Com oito episódios nessa largada, a história se passa em um futuro pós-apocalíptico — e foi uma escolha interessante escalar Will Forte, da série de humor O Último Cara da Terra (2015-2018), para fazer o pai de Gus (sobretudo porque o comediante apresenta um convincente registro dramático). Um evento pandêmico causado pelo vírus H5G9 e denominado de Flagelo matou bilhões de pessoas. Vemos várias cenas, lemos cartazes e ouvimos diálogos que nos lembram do coronavírus (a propósito, por causa da covid-19 as gravações de Sweet Tooth, na Nova Zelândia, em 2020, foram interrompidas por um tempo). Máscaras e medição de temperatura, lavar as mãos e manter distância de dois metros, quarentena na cidade ou isolamento no interior, amizades desfeitas e preços inflacionados, testes rápidos e pesquisas em busca de uma cura, o risco da desinformação e a bênção da solidariedade, o medo de contágio e de uma nova onda, o pranto pelos que morreram vitimados pela doença... Tudo isso aparece nesses episódios iniciais, o que pode ser um gatilho emocional para os espectadores. Mas vale ressaltar que há muito sol, otimismo e doses de humor para contrabalançar.
Os híbridos
Por coincidência ou não, nesse novo e terrível mundo as únicas crianças nascidas são híbridas, mesclando características humanas e animais. Há quem considere que elas são as responsáveis pelo Flagelo, há quem ache que são consequência, há quem as cace por vê-las como perigo ou para vendê-las.
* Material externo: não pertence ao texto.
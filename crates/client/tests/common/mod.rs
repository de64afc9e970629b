//! Common test utilities for integration tests.
//!
//! # What this does NOT handle
//! - Mock server setup (use wiremock directly in tests)

use std::time::Duration;

#[allow(unused_imports)]
pub use nomad_client::testing::{JobFixture, JobSet};
#[allow(unused_imports)]
pub use nomad_client::{ClientError, JobListStub, NomadClient, RetryPolicy, endpoints};
#[allow(unused_imports)]
pub use wiremock::{Mock, MockServer, ResponseTemplate};

/// A client pointed at the mock server with millisecond backoff.
#[allow(dead_code)]
pub fn client_for(server: &MockServer, max_retries: usize) -> NomadClient {
    NomadClient::builder()
        .address(server.uri())
        .max_retries(max_retries)
        .retry_base_delay(Duration::from_millis(1))
        .timeout(Duration::from_secs(5))
        .build()
        .expect("client should build")
}
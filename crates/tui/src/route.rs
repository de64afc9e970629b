//! Application routes and location parsing.
//!
//! The location string (`/jobs?page=2`) stands in for a browser URL: the path
//! selects a [`Route`], the query string carries the jobs list state.
//!
//! Invariants:
//! - `/jobs/run` is the run-job screen, never a job with id `run`.
//! - Job ids are percent-encoded in paths and decoded when parsed.
//! - A leading [`UI_ROOT`] is accepted and stripped, so row links can be visited.

use percent_encoding::{AsciiSet, CONTROLS, percent_decode_str, utf8_percent_encode};

/// Prefix every link rendered by the UI carries.
pub const UI_ROOT: &str = "/ui";

/// Location of the jobs list with no query state.
pub const JOBS_PATH: &str = "/jobs";

/// Location of the token settings screen.
pub const TOKENS_PATH: &str = "/settings/tokens";

const PATH_SEGMENT: &AsciiSet = &CONTROLS
    .add(b' ')
    .add(b'"')
    .add(b'#')
    .add(b'%')
    .add(b'/')
    .add(b'<')
    .add(b'>')
    .add(b'?')
    .add(b'`')
    .add(b'{')
    .add(b'}');

/// Screens the application can show.
#[derive(Debug, Clone, PartialEq, Eq, Default)]
pub enum Route {
    #[default]
    Jobs,
    JobDetail(String),
    RunJob,
    Tokens,
    NotFound(String),
}

impl Route {
    /// Parse a location path (without query string).
    pub fn parse(path: &str) -> Self {
        let path = path.strip_prefix(UI_ROOT).unwrap_or(path);
        let trimmed = path.trim_end_matches('/');

        match trimmed {
            "" | "/jobs" => Self::Jobs,
            "/jobs/run" => Self::RunJob,
            "/settings/tokens" => Self::Tokens,
            other => match other.strip_prefix("/jobs/") {
                Some(id) if !id.is_empty() && !id.contains('/') => {
                    Self::JobDetail(percent_decode_str(id).decode_utf8_lossy().into_owned())
                }
                _ => Self::NotFound(path.to_string()),
            },
        }
    }

    /// Location path of this route.
    pub fn path(&self) -> String {
        match self {
            Self::Jobs => JOBS_PATH.to_string(),
            Self::JobDetail(id) => format!("/jobs/{}", utf8_percent_encode(id, PATH_SEGMENT)),
            Self::RunJob => "/jobs/run".to_string(),
            Self::Tokens => TOKENS_PATH.to_string(),
            Self::NotFound(path) => path.clone(),
        }
    }

    /// Link rendered in the UI, rooted at [`UI_ROOT`].
    pub fn link(&self) -> String {
        format!("{UI_ROOT}{}", self.path())
    }

    pub fn title(&self) -> &'static str {
        match self {
            Self::Jobs => "Jobs",
            Self::JobDetail(_) => "Job",
            Self::RunJob => "Run Job",
            Self::Tokens => "ACL Tokens",
            Self::NotFound(_) => "Not Found",
        }
    }

    /// Routes that display data from the jobs list.
    pub fn needs_jobs(&self) -> bool {
        matches!(self, Self::Jobs | Self::JobDetail(_))
    }
}

/// Split a location into its path and query string (without `?`).
pub fn split_location(location: &str) -> (&str, &str) {
    let location = location.split('#').next().unwrap_or(location);
    match location.split_once('?') {
        Some((path, query)) => (path, query),
        None => (location, ""),
    }
}
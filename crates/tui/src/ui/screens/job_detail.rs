//! Job detail screen rendering.
//!
//! Shows the fields of the job list stub; the full job specification is not fetched.

use ratatui::{
    Frame,
    layout::{Alignment, Rect},
    style::{Color, Modifier, Style},
    text::{Line, Span},
    widgets::{Block, Borders, Paragraph, Wrap},
};

use nomad_client::JobListStub;

use crate::jobs::EmptyState;
use crate::ui::widgets::render_empty_state;

pub fn render_job_detail(f: &mut Frame, area: Rect, id: &str, job: Option<&JobListStub>, loading: bool) {
    let Some(job) = job else {
        let empty = EmptyState {
            headline: if loading { "Loading" } else { "Job not found" },
            message: format!("No job with id \"{id}\" in the loaded list."),
        };
        render_empty_state(f, area, "Job", &empty);
        return;
    };

    let field = |label: &'static str, value: String| {
        Line::from(vec![
            Span::styled(
                format!("{label:<14}"),
                Style::default().fg(Color::Cyan).add_modifier(Modifier::BOLD),
            ),
            Span::raw(value),
        ])
    };

    let lines = vec![
        field("Name", job.name.clone()),
        field("ID", job.id.clone()),
        field("Namespace", job.namespace_or_default().to_string()),
        field("Status", job.status.to_string()),
        field("Type", job.display_type().to_string()),
        field("Priority", job.priority.to_string()),
        field("Datacenters", job.datacenters.join(", ")),
        field("Task Groups", job.task_groups().join(", ")),
        field("Modify Index", job.modify_index.to_string()),
    ];

    let paragraph = Paragraph::new(lines)
        .block(
            Block::default()
                .borders(Borders::ALL)
                .title(format!("Job: {}", job.name)),
        )
        .alignment(Alignment::Left)
        .wrap(Wrap { trim: false });
    f.render_widget(paragraph, area);
}
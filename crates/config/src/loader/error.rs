//! Error types for configuration loading.
//!
//! Responsibilities:
//! - Define error variants for all configuration loading failures.
//!
//! Does NOT handle:
//! - Error handling for type conversions (see types.rs).
//!
//! Invariants:
//! - All error variants include context for debugging (variable names, paths, etc.).
//! - Dotenv errors NEVER include raw .env line contents to prevent secret leakage.

use std::io::ErrorKind;
use std::path::PathBuf;
use thiserror::Error;

/// Errors that can occur during configuration loading.
#[derive(Error, Debug)]
pub enum ConfigError {
    #[error("Invalid value for {var}: {message}")]
    InvalidValue { var: String, message: String },

    #[error("Invalid Nomad address '{address}': {message}")]
    InvalidAddress { address: String, message: String },

    #[error("Unable to determine config directory")]
    ConfigDirUnavailable,

    #[error("Failed to read config file at {path}")]
    ConfigFileRead {
        path: PathBuf,
        #[source]
        source: std::io::Error,
    },

    #[error("Failed to parse config file at {path}: {message}")]
    ConfigFileParse { path: PathBuf, message: String },

    #[error("invalid timeout: {message}")]
    InvalidTimeout { message: String },

    #[error("invalid max retries: {message}")]
    InvalidMaxRetries { message: String },

    #[error("invalid page size: {message}")]
    InvalidPageSize { message: String },

    #[error("invalid refresh interval: {message}")]
    InvalidRefreshInterval { message: String },

    /// Failed to parse the `.env` file due to invalid syntax.
    ///
    /// SAFETY: This error only includes the byte index of the parse failure,
    /// NOT the offending line content, to prevent leaking secrets.
    #[error(
        "Failed to parse .env file at position {error_index}. Hint: set DOTENV_DISABLED=1 to skip .env loading"
    )]
    DotenvParse { error_index: usize },

    /// Failed to read the `.env` file due to an I/O error.
    #[error("Failed to read .env file: {kind}")]
    DotenvIo { kind: ErrorKind },

    /// Unknown dotenv error (future variants from dotenvy crate).
    #[error("Failed to load .env file")]
    DotenvUnknown,
}
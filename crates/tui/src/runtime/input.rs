//! Terminal input forwarding.
//!
//! Key presses and resizes from the crossterm event stream become actions on
//! the main loop's channel. The task runs outside the side-effect
//! `TaskTracker`: it blocks on the terminal until the next event, so shutdown
//! aborts it through its handle instead of waiting on it.

use std::io;

use crossterm::event::{Event, KeyEventKind};
use futures_util::{Stream, StreamExt};
use tokio::sync::mpsc::Sender;
use tokio::task::JoinHandle;

use crate::action::Action;

/// Map a terminal event to an action. Key releases and mouse events are ignored.
pub fn event_to_action(event: Event) -> Option<Action> {
    match event {
        Event::Key(key) if key.kind == KeyEventKind::Press => Some(Action::Input(key)),
        Event::Resize(width, height) => Some(Action::Resize(width, height)),
        _ => None,
    }
}

/// Forward `events` to `tx` until the stream ends, fails, or the channel closes.
pub async fn forward_events<S>(mut events: S, tx: Sender<Action>)
where
    S: Stream<Item = io::Result<Event>> + Unpin,
{
    while let Some(event_result) = events.next().await {
        let event = match event_result {
            Ok(event) => event,
            Err(e) => {
                tracing::error!(error = %e, "Terminal event stream failed");
                break;
            }
        };
        let Some(action) = event_to_action(event) else {
            continue;
        };
        if tx.send(action).await.is_err() {
            break;
        }
    }
}

/// Spawn the forwarding task. Abort the returned handle on shutdown.
pub fn spawn_input_task<S>(events: S, tx: Sender<Action>) -> JoinHandle<()>
where
    S: Stream<Item = io::Result<Event>> + Unpin + Send + 'static,
{
    tokio::spawn(forward_events(events, tx))
}
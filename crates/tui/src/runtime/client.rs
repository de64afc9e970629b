//! Nomad client creation.
//!
//! Does NOT handle:
//! - Configuration loading (see `runtime::config`).

use std::sync::Arc;

use anyhow::Result;
use nomad_client::NomadClient;
use nomad_config::Config;
use tokio::sync::Mutex;

use crate::runtime::side_effects::SharedClient;

/// Create a client from the resolved configuration.
pub fn create_client(config: &Config) -> Result<NomadClient> {
    NomadClient::builder()
        .from_config(config)
        .build()
        .map_err(|e| e.into())
}

/// Create a client wrapped for sharing with side-effect tasks.
pub fn create_shared_client(config: &Config) -> Result<SharedClient> {
    Ok(Arc::new(Mutex::new(create_client(config)?)))
}
//! ACL token entry input handler.

use crossterm::event::{KeyCode, KeyEvent};
use secrecy::SecretString;

use crate::action::Action;
use crate::app::App;
use crate::app::state::InputMode;

impl App {
    pub(crate) fn handle_token_input(&mut self, key: KeyEvent) -> Option<Action> {
        match key.code {
            KeyCode::Esc => {
                self.token_input.clear();
                self.input_mode = InputMode::Normal;
                Some(self.back_to_jobs())
            }
            KeyCode::Enter => {
                let value = self.token_input.value().trim().to_string();
                self.token_input.clear();
                let token = (!value.is_empty()).then(|| SecretString::new(value.into()));
                Some(Action::SaveToken(token))
            }
            _ => {
                self.token_input.handle_key(key);
                None
            }
        }
    }
}
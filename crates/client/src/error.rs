//! Error types for the Nomad client.

use thiserror::Error;

/// Result type alias for client operations.
pub type Result<T> = std::result::Result<T, ClientError>;

/// Errors that can occur during Nomad client operations.
#[derive(Error, Debug)]
pub enum ClientError {
    /// HTTP request error.
    #[error("HTTP error: {0}")]
    HttpError(#[from] reqwest::Error),

    /// Non-success response from the Nomad API.
    #[error("API error ({status}) at {url}: {message}")]
    ApiError {
        status: u16,
        url: String,
        message: String,
    },

    /// Response body could not be decoded.
    #[error("Invalid response format: {0}")]
    InvalidResponse(String),

    /// Request timed out.
    #[error("Request to {0} timed out")]
    Timeout(String),

    /// Maximum retries exceeded.
    #[error("Maximum retries exceeded ({0} attempts)")]
    MaxRetriesExceeded(usize),

    /// Invalid URL.
    #[error("Invalid URL: {0}")]
    InvalidUrl(String),
}

impl ClientError {
    /// HTTP status of an API error, if any.
    pub fn status(&self) -> Option<u16> {
        match self {
            Self::ApiError { status, .. } => Some(*status),
            Self::HttpError(e) => e.status().map(|s| s.as_u16()),
            _ => None,
        }
    }

    /// Whether the ACL token was refused permission (HTTP 403).
    pub fn is_forbidden(&self) -> bool {
        self.status() == Some(403)
    }

    /// Check if an HTTP status code is retryable.
    ///
    /// Retryable status codes:
    /// - 429: Too Many Requests (rate limiting)
    /// - 502: Bad Gateway (transient server error)
    /// - 503: Service Unavailable (transient server error)
    /// - 504: Gateway Timeout (transient server error)
    ///
    /// Everything else fails immediately, including 403, which is a token problem
    /// no amount of retrying fixes.
    pub fn is_retryable_status(status: u16) -> bool {
        matches!(status, 429 | 502 | 503 | 504)
    }
}
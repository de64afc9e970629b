//! JSON configuration file loading.
//!
//! Responsibilities:
//! - Resolve the config file path (explicit path, env var, platform default).
//! - Parse the file and apply its values to a ConfigLoader instance.
//!
//! Does NOT handle:
//! - Writing configuration back to disk.
//! - Environment variable overrides (see env.rs).
//!
//! Invariants:
//! - An explicitly requested file must exist; the platform default may be absent.
//! - Parse errors report the path and serde's message, never the raw contents.

use std::path::{Path, PathBuf};
use std::time::Duration;

use directories::ProjectDirs;
use tracing::debug;

use super::builder::ConfigLoader;
use super::env::{ENV_CONFIG_PATH, env_var_or_none};
use super::error::ConfigError;
use crate::constants::CONFIG_FILE_NAME;
use crate::types::ConfigFile;

/// Platform default location of the config file
/// (e.g. `~/.config/nomad-tui/config.json` on Linux).
pub fn default_config_path() -> Result<PathBuf, ConfigError> {
    ProjectDirs::from("", "", "nomad-tui")
        .map(|dirs| dirs.config_dir().join(CONFIG_FILE_NAME))
        .ok_or(ConfigError::ConfigDirUnavailable)
}

/// Read and parse a config file.
pub fn read_config_file(path: &Path) -> Result<ConfigFile, ConfigError> {
    let content = std::fs::read_to_string(path).map_err(|source| ConfigError::ConfigFileRead {
        path: path.to_path_buf(),
        source,
    })?;
    serde_json::from_str(&content).map_err(|e| ConfigError::ConfigFileParse {
        path: path.to_path_buf(),
        message: e.to_string(),
    })
}

/// Apply the config file, if any, to the loader.
pub fn apply_file(loader: &mut ConfigLoader) -> Result<(), ConfigError> {
    let explicit = loader
        .config_path()
        .cloned()
        .or_else(|| env_var_or_none(ENV_CONFIG_PATH).map(PathBuf::from));

    let file = match explicit {
        Some(path) => read_config_file(&path)?,
        None => {
            let path = match default_config_path() {
                Ok(path) => path,
                Err(_) => return Ok(()),
            };
            if !path.exists() {
                debug!(path = %path.display(), "No config file found, using defaults");
                return Ok(());
            }
            read_config_file(&path)?
        }
    };

    let ConfigFile {
        address,
        namespace,
        skip_verify,
        timeout_secs,
        max_retries,
        page_size,
        auto_refresh,
        refresh_interval_secs,
    } = file;

    if address.is_some() {
        loader.set_address(address);
    }
    if namespace.is_some() {
        loader.set_namespace(namespace);
    }
    if skip_verify.is_some() {
        loader.set_skip_verify(skip_verify);
    }
    if let Some(secs) = timeout_secs {
        loader.set_timeout(Some(Duration::from_secs(secs)));
    }
    if max_retries.is_some() {
        loader.set_max_retries(max_retries);
    }
    if page_size.is_some() {
        loader.set_page_size(page_size);
    }
    if auto_refresh.is_some() {
        loader.set_auto_refresh(auto_refresh);
    }
    if let Some(secs) = refresh_interval_secs {
        loader.set_refresh_interval(Some(Duration::from_secs(secs)));
    }
    Ok(())
}
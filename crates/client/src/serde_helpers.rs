//! Serde helpers for Nomad's JSON encoding.
//!
//! Nomad's Go encoder writes nil slices and maps as `null` rather than
//! omitting them. These helpers fold `null` into the type's default so model
//! definitions can use plain `Vec`/`BTreeMap` fields.

use serde::{Deserialize, Deserializer};

/// Deserialize `null` as `T::default()`.
pub fn null_as_default<'de, D, T>(deserializer: D) -> Result<T, D::Error>
where
    D: Deserializer<'de>,
    T: Default + Deserialize<'de>,
{
    Ok(Option::<T>::deserialize(deserializer)?.unwrap_or_default())
}
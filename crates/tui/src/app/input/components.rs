//! Single-line text input built on tui-input.
//!
//! Used by the jobs search box and the ACL token field.

use crossterm::event::{KeyCode, KeyEvent, KeyModifiers};
use tui_input::{Input, InputRequest};

/// Single-line input with cursor movement and readline-style shortcuts.
#[derive(Debug, Clone, Default)]
pub struct SingleLineInput {
    input: Input,
}

impl SingleLineInput {
    pub fn new() -> Self {
        Self::default()
    }

    /// Handle key event using the InputRequest pattern.
    pub fn handle_key(&mut self, key: KeyEvent) {
        if key.modifiers.contains(KeyModifiers::CONTROL) {
            let req = match key.code {
                KeyCode::Left => Some(InputRequest::GoToPrevWord),
                KeyCode::Right => Some(InputRequest::GoToNextWord),
                // Ctrl+U: clear the line
                KeyCode::Char('u') => Some(InputRequest::DeleteLine),
                // Ctrl+W: delete the previous word
                KeyCode::Char('w') => Some(InputRequest::DeletePrevWord),
                KeyCode::Char('a') => Some(InputRequest::GoToStart),
                KeyCode::Char('e') => Some(InputRequest::GoToEnd),
                _ => None,
            };
            if let Some(r) = req {
                self.input.handle(r);
            }
            return;
        }

        let req = match key.code {
            KeyCode::Char(c) => Some(InputRequest::InsertChar(c)),
            KeyCode::Backspace => Some(InputRequest::DeletePrevChar),
            KeyCode::Delete => Some(InputRequest::DeleteNextChar),
            KeyCode::Left => Some(InputRequest::GoToPrevChar),
            KeyCode::Right => Some(InputRequest::GoToNextChar),
            KeyCode::Home => Some(InputRequest::GoToStart),
            KeyCode::End => Some(InputRequest::GoToEnd),
            _ => None,
        };

        if let Some(r) = req {
            self.input.handle(r);
        }
    }

    pub fn value(&self) -> &str {
        self.input.value()
    }

    /// Replace the value, leaving the cursor at the end.
    pub fn set_value(&mut self, value: impl Into<String>) {
        self.input = Input::new(value.into());
    }

    pub fn is_empty(&self) -> bool {
        self.input.value().is_empty()
    }

    /// Cursor position (character index).
    pub fn cursor_position(&self) -> usize {
        self.input.cursor()
    }

    pub fn clear(&mut self) {
        self.input = Input::default();
    }

    /// Length of the value in characters.
    pub fn len(&self) -> usize {
        self.input.value().chars().count()
    }
}
//! Configuration loading for the TUI.
//!
//! Invariants:
//! - Precedence: CLI args > env vars > `.env` > config file > defaults.
//! - `load_dotenv()` is called before reading the environment.

use anyhow::{Context, Result};
use nomad_config::{Config, ConfigLoader};

use crate::cli::Cli;

/// Load configuration, applying CLI overrides last.
pub fn load_config(cli: &Cli) -> Result<Config> {
    let mut loader = ConfigLoader::new().load_dotenv()?;

    if let Some(path) = &cli.config_path {
        loader = loader.with_config_path(path.clone());
    }
    loader = loader.from_file()?.from_env()?;

    if let Some(address) = &cli.address {
        loader = loader.with_address(address.clone());
    }
    if let Some(namespace) = &cli.namespace {
        loader = loader.with_namespace(namespace.clone());
    }
    if let Some(page_size) = cli.page_size {
        loader = loader.with_page_size(page_size);
    }
    if cli.auto_refresh {
        loader = loader.with_auto_refresh(true);
    }

    loader.build().context("Invalid configuration")
}

#[cfg(test)]
mod tests {
    use super::*;
    use clap::Parser;
    use serial_test::serial;
    use std::io::Write;

    const ENV_VARS: [&str; 10] = [
        "NOMAD_ADDR",
        "NOMAD_TOKEN",
        "NOMAD_NAMESPACE",
        "NOMAD_SKIP_VERIFY",
        "NOMAD_TIMEOUT",
        "NOMAD_MAX_RETRIES",
        "NOMAD_TUI_PAGE_SIZE",
        "NOMAD_TUI_AUTO_REFRESH",
        "NOMAD_TUI_REFRESH_INTERVAL",
        "NOMAD_TUI_CONFIG_PATH",
    ];

    fn with_clean_env<F: FnOnce()>(extra: &[(&str, Option<&str>)], f: F) {
        let mut vars: Vec<(&str, Option<&str>)> = ENV_VARS
            .iter()
            .filter(|k| !extra.iter().any(|(e, _)| e == *k))
            .map(|k| (*k, None))
            .collect();
        vars.push(("DOTENV_DISABLED", Some("1")));
        vars.extend_from_slice(extra);
        temp_env::with_vars(vars, f);
    }

    fn config_file(contents: &str) -> tempfile::NamedTempFile {
        let mut file = tempfile::NamedTempFile::new().unwrap();
        file.write_all(contents.as_bytes()).unwrap();
        file
    }

    #[test]
    #[serial]
    fn test_cli_overrides_env_and_file() {
        let file = config_file(r#"{"address": "http://file:4646", "page_size": 20}"#);
        let path = file.path().to_str().unwrap().to_string();
        with_clean_env(&[("NOMAD_ADDR", Some("http://env:4646"))], || {
            let cli = Cli::parse_from([
                "nomad-tui",
                "--config-path",
                &path,
                "--address",
                "http://cli:4646",
            ]);
            let config = load_config(&cli).unwrap();
            assert_eq!(config.connection.address, "http://cli:4646");
            assert_eq!(config.jobs.page_size, 20);
        });
    }

    #[test]
    #[serial]
    fn test_env_overrides_file() {
        let file = config_file(r#"{"address": "http://file:4646", "namespace": "prod"}"#);
        let path = file.path().to_str().unwrap().to_string();
        with_clean_env(&[("NOMAD_ADDR", Some("http://env:4646"))], || {
            let cli = Cli::parse_from(["nomad-tui", "--config-path", &path]);
            let config = load_config(&cli).unwrap();
            assert_eq!(config.connection.address, "http://env:4646");
            assert_eq!(config.connection.namespace.as_deref(), Some("prod"));
        });
    }

    #[test]
    #[serial]
    fn test_invalid_page_size_is_rejected() {
        let file = config_file("{}");
        let path = file.path().to_str().unwrap().to_string();
        with_clean_env(&[], || {
            let cli = Cli::parse_from(["nomad-tui", "--config-path", &path, "--page-size", "0"]);
            assert!(load_config(&cli).is_err());
        });
    }

    #[test]
    #[serial]
    fn test_auto_refresh_flag() {
        let file = config_file("{}");
        let path = file.path().to_str().unwrap().to_string();
        with_clean_env(&[], || {
            let cli = Cli::parse_from(["nomad-tui", "--config-path", &path, "--auto-refresh"]);
            assert!(load_config(&cli).unwrap().jobs.auto_refresh);
        });
    }
}
//! Centralized constants for the Nomad TUI workspace.
//!
//! This module contains default values used across crates to avoid
//! magic number duplication and improve maintainability.

// =============================================================================
// Connection & Timeout Defaults
// =============================================================================

/// Default Nomad HTTP API address.
pub const DEFAULT_NOMAD_ADDR: &str = "http://127.0.0.1:4646";

/// Namespace used when none is configured or requested.
pub const DEFAULT_NAMESPACE: &str = "default";

/// Default HTTP request timeout in seconds.
pub const DEFAULT_TIMEOUT_SECS: u64 = 30;

/// Maximum allowed connection timeout in seconds (1 hour).
pub const MAX_TIMEOUT_SECS: u64 = 3600;

/// Default maximum number of HTTP redirects to follow.
pub const DEFAULT_MAX_REDIRECTS: usize = 5;

/// Default maximum number of retries for failed requests.
pub const DEFAULT_MAX_RETRIES: usize = 3;

/// Maximum allowed retry count.
pub const MAX_MAX_RETRIES: usize = 10;

/// Base delay for exponential retry backoff in milliseconds.
pub const DEFAULT_RETRY_BASE_DELAY_MS: u64 = 1000;

// =============================================================================
// Jobs List Defaults
// =============================================================================

/// Number of job rows shown per page.
pub const DEFAULT_JOBS_PAGE_SIZE: usize = 10;

/// Largest accepted page size.
pub const MAX_JOBS_PAGE_SIZE: usize = 100;

/// Default jobs list auto-refresh interval in seconds.
pub const DEFAULT_REFRESH_INTERVAL_SECS: u64 = 10;

/// Maximum allowed auto-refresh interval in seconds (1 hour).
pub const MAX_REFRESH_INTERVAL_SECS: u64 = 3600;

// =============================================================================
// TUI/UI Defaults
// =============================================================================

/// Default channel capacity for action messages.
pub const DEFAULT_CHANNEL_CAPACITY: usize = 256;

/// Default UI tick interval for animations in milliseconds.
pub const DEFAULT_UI_TICK_MS: u64 = 250;

/// File name of the JSON configuration file inside the config directory.
pub const CONFIG_FILE_NAME: &str = "config.json";
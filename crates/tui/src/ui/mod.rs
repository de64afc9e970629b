//! UI rendering modules for the TUI.

pub mod screens;
pub mod toast;
pub mod widgets;

pub use toast::{Toast, ToastLevel};
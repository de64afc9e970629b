//! Nomad TUI - terminal jobs list for a Nomad cluster.
//!
//! Responsibilities:
//! - Orchestrate application startup and shutdown.
//! - Initialize terminal, logging, and async runtime.
//! - Run the main event loop.
//!
//! Does NOT handle:
//! - REST API implementation (see `crates/client`).
//! - Configuration resolution (see `crates/config`).
//! - Async API calls (see `runtime::side_effects`).
//!
//! Invariants:
//! - The TUI enters raw mode and alternate screen on startup.
//! - `load_dotenv()` is called at startup to support `.env` configuration.
//! - Configuration precedence: CLI args > env vars > config file > defaults.

use anyhow::Result;
use clap::Parser;
use crossterm::{
    event::EventStream,
    execute,
    terminal::{EnterAlternateScreen, enable_raw_mode},
};
use ratatui::{Terminal, backend::CrosstermBackend};
use tokio::sync::mpsc::channel;
use tracing_appender::non_blocking;
use tracing_subscriber::{EnvFilter, fmt, prelude::*};

use nomad_config::constants::{DEFAULT_CHANNEL_CAPACITY, DEFAULT_UI_TICK_MS};
use nomad_tui::action::Action;
use nomad_tui::app::App;
use nomad_tui::cli::Cli;
use nomad_tui::runtime::{
    client::create_shared_client,
    config::load_config,
    dispatch::{Flow, process_action},
    input::spawn_input_task,
    side_effects::TaskTracker,
    terminal::TerminalGuard,
};

#[tokio::main]
async fn main() -> Result<()> {
    let cli = Cli::parse();

    // Create logs directory if it doesn't exist
    std::fs::create_dir_all(&cli.log_dir)?;

    let file_appender = tracing_appender::rolling::daily(&cli.log_dir, "nomad-tui.log");
    let (non_blocking, _guard) = non_blocking(file_appender);

    tracing_subscriber::registry()
        .with(EnvFilter::from_default_env())
        .with(fmt::layer().with_writer(non_blocking))
        .init();

    // Note: _guard must live for entire main() duration to ensure logs are flushed

    let config = load_config(&cli)?;
    let client = create_shared_client(&config)?;
    tracing::info!(
        address = %config.connection.address,
        namespace = ?config.connection.namespace,
        page_size = config.jobs.page_size,
        "Starting nomad-tui"
    );

    let mut app = App::new(&config);
    let task_tracker = TaskTracker::new();

    // Setup terminal
    enable_raw_mode()?;
    let mut stdout = std::io::stdout();
    execute!(stdout, EnterAlternateScreen)?;

    // Restores the terminal on panic/unwind as well as on normal exit
    let _terminal_guard = TerminalGuard::new();

    let backend = CrosstermBackend::new(stdout);
    let mut terminal = Terminal::new(backend)?;

    let (tx, mut rx) = channel::<Action>(DEFAULT_CHANNEL_CAPACITY);

    // Input stream task. Key and resize events are never dropped.
    let input_task = spawn_input_task(EventStream::new(), tx.clone());

    // UI tick interval for toast expiry
    let mut tick_interval =
        tokio::time::interval(tokio::time::Duration::from_millis(DEFAULT_UI_TICK_MS));

    // Data refresh interval (decoupled from UI tick)
    let mut refresh_interval = tokio::time::interval(config.jobs.refresh_interval);
    // The first tick completes immediately; the initial visit already loads
    refresh_interval.tick().await;

    let mut flow = process_action(
        &mut app,
        Action::Visit(cli.location.clone()),
        &client,
        &tx,
        &task_tracker,
    )
    .await;

    // Main event loop
    while flow == Flow::Continue {
        terminal.draw(|f| app.render(f))?;

        let action = tokio::select! {
            Some(action) = rx.recv() => action,
            _ = tick_interval.tick() => Action::Tick,
            _ = refresh_interval.tick() => Action::RefreshTick,
        };

        flow = process_action(&mut app, action, &client, &tx, &task_tracker).await;
    }

    tracing::info!("Shutting down");

    // The input task idles on the terminal and is not tracked
    input_task.abort();
    drop(rx);
    task_tracker.close();
    if tokio::time::timeout(
        tokio::time::Duration::from_secs(2),
        task_tracker.wait(),
    )
    .await
    .is_err()
    {
        tracing::warn!("Timed out waiting for background tasks");
    }

    terminal.show_cursor()?;
    Ok(())
}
É o caso de Gus, menino com fisionomia de cervo e que adora doces (daí o título original, Sweet Tooth, que pode ser traduzido como guloso).
O personagem é encarnado com doçura (desculpem o trocadilho) pelo canadense Christian Convery, 11 anos, que fez o David pequeno na série do universo X-Men Legião, em 2017, e o Morgan da infantil Pup Academy (2019-2020). Sob ameaça de caçadores, Gus encontra um guardião em Tommy Jepperd (o britânico descendente de nigerianos Nonso Anozie, o Xaro Xhoan Daxos de Game of Thrones e o Abraham Kenyatta do seriado Zoo), um homem bruto e misterioso que promete levar o guri até a Reserva, um santuário para os híbridos.
Como na concepção de Jeff Lemire, Sweet Tooth é ela própria um híbrido. A aventura distópica convive com o melodrama familiar. A fábula sobre amadurecimento e tolerância para com o Outro coabita um cenário onde ocorrem embates do homem contra a Terra — as crianças parecem um recado claro de que, para sobreviver, precisamos abraçar a natureza —, da ciência versus o misticismo, da ética humanista diante da ganância e da insensibilidade.
Nesses dois últimos conflitos, ganha destaque o papel do médico interpretado pelo inglês filho de pai indiano e de mãe queniana Adeel Akhtar (de Enola Holmes e O Refúgio), o Dr. Singh. Com sua esposa infectada, Singh começa a gravar em fitas suas descobertas científicas e as inquietações que lhe atacam a consciência enquanto seu caminho não cruza com o de Gus.